» Recorded data:
· · · · · · ·

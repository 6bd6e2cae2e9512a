use std::fs;
use std::io::{self, Write};
use std::path::{Path, PathBuf};

use log::debug;
use tempfile::NamedTempFile;

use crate::io::config_io;
use crate::model::project::Project;
use crate::ops::progress_ops;
use crate::ops::scaffold::ProblemRequest;

/// Error type for project I/O operations
#[derive(Debug, thiserror::Error)]
pub enum DrillError {
    #[error("{} not found", .path.display())]
    TemplateNotFound { path: PathBuf },
    #[error("could not read {}: {source}", .path.display())]
    ReadError { path: PathBuf, source: io::Error },
    #[error("could not write {}: {source}", .path.display())]
    WriteError { path: PathBuf, source: io::Error },
    #[error("could not parse drill.toml: {0}")]
    ConfigParseError(#[from] toml::de::Error),
}

/// A generated code file and whether this run created it
#[derive(Debug, Clone, PartialEq, Eq)]
pub struct CodeFile {
    pub path: PathBuf,
    pub created: bool,
}

/// Load the project rooted at `root`, reading drill.toml if present.
pub fn load_project(root: &Path) -> Result<Project, DrillError> {
    let config = config_io::read_config(root)?;
    Ok(Project {
        root: root.to_path_buf(),
        config,
    })
}

/// Read the problem template. A missing template is fatal.
pub fn load_template(project: &Project) -> Result<String, DrillError> {
    let path = project.template_path();
    if !path.is_file() {
        return Err(DrillError::TemplateNotFound { path });
    }
    fs::read_to_string(&path).map_err(|e| DrillError::ReadError { path, source: e })
}

/// Read the progress document, creating it with default content first if it
/// doesn't exist.
pub fn ensure_document(project: &Project) -> Result<String, DrillError> {
    let path = project.document_path();
    if !path.exists() {
        debug!("creating default progress document at {}", path.display());
        let content = progress_ops::default_document(&project.config.progress);
        write_file(&path, &content)?;
        return Ok(content);
    }
    fs::read_to_string(&path).map_err(|e| DrillError::ReadError { path, source: e })
}

/// Overwrite the progress document in one step
pub fn save_document(project: &Project, content: &str) -> Result<(), DrillError> {
    write_file(&project.document_path(), content)
}

/// Write the rendered template to `<category>/<slug>.<ext>`.
///
/// The category directory is created as needed. An existing file is left
/// untouched and reported with `created: false`.
pub fn write_code_file(
    project: &Project,
    request: &ProblemRequest,
    content: &str,
) -> Result<CodeFile, DrillError> {
    let dir = project.category_dir(&request.category);
    fs::create_dir_all(&dir).map_err(|e| DrillError::WriteError {
        path: dir.clone(),
        source: e,
    })?;

    let path = dir.join(request.file_name(&project.config.files.extension));
    if path.exists() {
        debug!("{} exists, not overwriting", path.display());
        return Ok(CodeFile {
            path,
            created: false,
        });
    }

    fs::write(&path, content).map_err(|e| DrillError::WriteError {
        path: path.clone(),
        source: e,
    })?;
    Ok(CodeFile {
        path,
        created: true,
    })
}

fn write_file(path: &Path, content: &str) -> Result<(), DrillError> {
    atomic_write(path, content.as_bytes()).map_err(|e| DrillError::WriteError {
        path: path.to_path_buf(),
        source: e,
    })
}

/// Replace the file at `path` with `content` via a sibling temp file.
///
/// The progress document is rewritten in full on every run; going through
/// a rename means an interrupted run leaves the previous document intact.
pub fn atomic_write(path: &Path, content: &[u8]) -> io::Result<()> {
    let dir = match path.parent() {
        Some(parent) if !parent.as_os_str().is_empty() => parent,
        _ => Path::new("."),
    };
    let mut staged = NamedTempFile::new_in(dir)?;
    staged.write_all(content)?;
    staged.as_file().sync_all()?;
    staged.persist(path).map_err(|e| e.error)?;
    Ok(())
}
pub mod text;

· · · · · · ·

» Task description: Top to bottom, transcribe every line above exactly.

» Output for this exercise:
repository 6bd6e2cae2e9512a
use std::fs;
use std::io::{self, Write};
use std::path::{Path, PathBuf};

use log::debug;
use tempfile::NamedTempFile;

use crate::io::config_io;
use crate::model::project::Project;
use crate::ops::progress_ops;
use crate::ops::scaffold::ProblemRequest;

/// Error type for project I/O operations
#[derive(Debug, thiserror::Error)]
pub enum DrillError {
    #[error("{} not found", .path.display())]
    TemplateNotFound { path: PathBuf },
    #[error("could not read {}: {source}", .path.display())]
    ReadError { path: PathBuf, source: io::Error },
    #[error("could not write {}: {source}", .path.display())]
    WriteError { path: PathBuf, source: io::Error },
    #[error("could not parse drill.toml: {0}")]
    ConfigParseError(#[from] toml::de::Error),
}

/// A generated code file and whether this run created it
#[derive(Debug, Clone, PartialEq, Eq)]
pub struct CodeFile {
    pub path: PathBuf,
    pub created: bool,
}

/// Load the project rooted at `root`, reading drill.toml if present.
pub fn load_project(root: &Path) -> Result<Project, DrillError> {
    let config = config_io::read_config(root)?;
    Ok(Project {
        root: root.to_path_buf(),
        config,
    })
}

/// Read the problem template. A missing template is fatal.
pub fn load_template(project: &Project) -> Result<String, DrillError> {
    let path = project.template_path();
    if !path.is_file() {
        return Err(DrillError::TemplateNotFound { path });
    }
    fs::read_to_string(&path).map_err(|e| DrillError::ReadError { path, source: e })
}

/// Read the progress document, creating it with default content first if it
/// doesn't exist.
pub fn ensure_document(project: &Project) -> Result<String, DrillError> {
    let path = project.document_path();
    if !path.exists() {
        debug!("creating default progress document at {}", path.display());
        let content = progress_ops::default_document(&project.config.progress);
        write_file(&path, &content)?;
        return Ok(content);
    }
    fs::read_to_string(&path).map_err(|e| DrillError::ReadError { path, source: e })
}

/// Overwrite the progress document in one step
pub fn save_document(project: &Project, content: &str) -> Result<(), DrillError> {
    write_file(&project.document_path(), content)
}

/// Write the rendered template to `<category>/<slug>.<ext>`.
///
/// The category directory is created as needed. An existing file is left
/// untouched and reported with `created: false`.
pub fn write_code_file(
    project: &Project,
    request: &ProblemRequest,
    content: &str,
) -> Result<CodeFile, DrillError> {
    let dir = project.category_dir(&request.category);
    fs::create_dir_all(&dir).map_err(|e| DrillError::WriteError {
        path: dir.clone(),
        source: e,
    })?;

    let path = dir.join(request.file_name(&project.config.files.extension));
    if path.exists() {
        debug!("{} exists, not overwriting", path.display());
        return Ok(CodeFile {
            path,
            created: false,
        });
    }

    fs::write(&path, content).map_err(|e| DrillError::WriteError {
        path: path.clone(),
        source: e,
    })?;
    Ok(CodeFile {
        path,
        created: true,
    })
}

fn write_file(path: &Path, content: &str) -> Result<(), DrillError> {
    atomic_write(path, content.as_bytes()).map_err(|e| DrillError::WriteError {
        path: path.to_path_buf(),
        source: e,
    })
}

/// Replace the file at `path` with `content` via a sibling temp file.
///
/// The progress document is rewritten in full on every run; going through
/// a rename means an interrupted run leaves the previous document intact.
pub fn atomic_write(path: &Path, content: &[u8]) -> io::Result<()> {
    let dir = match path.parent() {
        Some(parent) if !parent.as_os_str().is_empty() => parent,
        _ => Path::new("."),
    };
    let mut staged = NamedTempFile::new_in(dir)?;
    staged.write_all(content)?;
    staged.as_file().sync_all()?;
    staged.persist(path).map_err(|e| e.error)?;
    Ok(())
}
pub mod text;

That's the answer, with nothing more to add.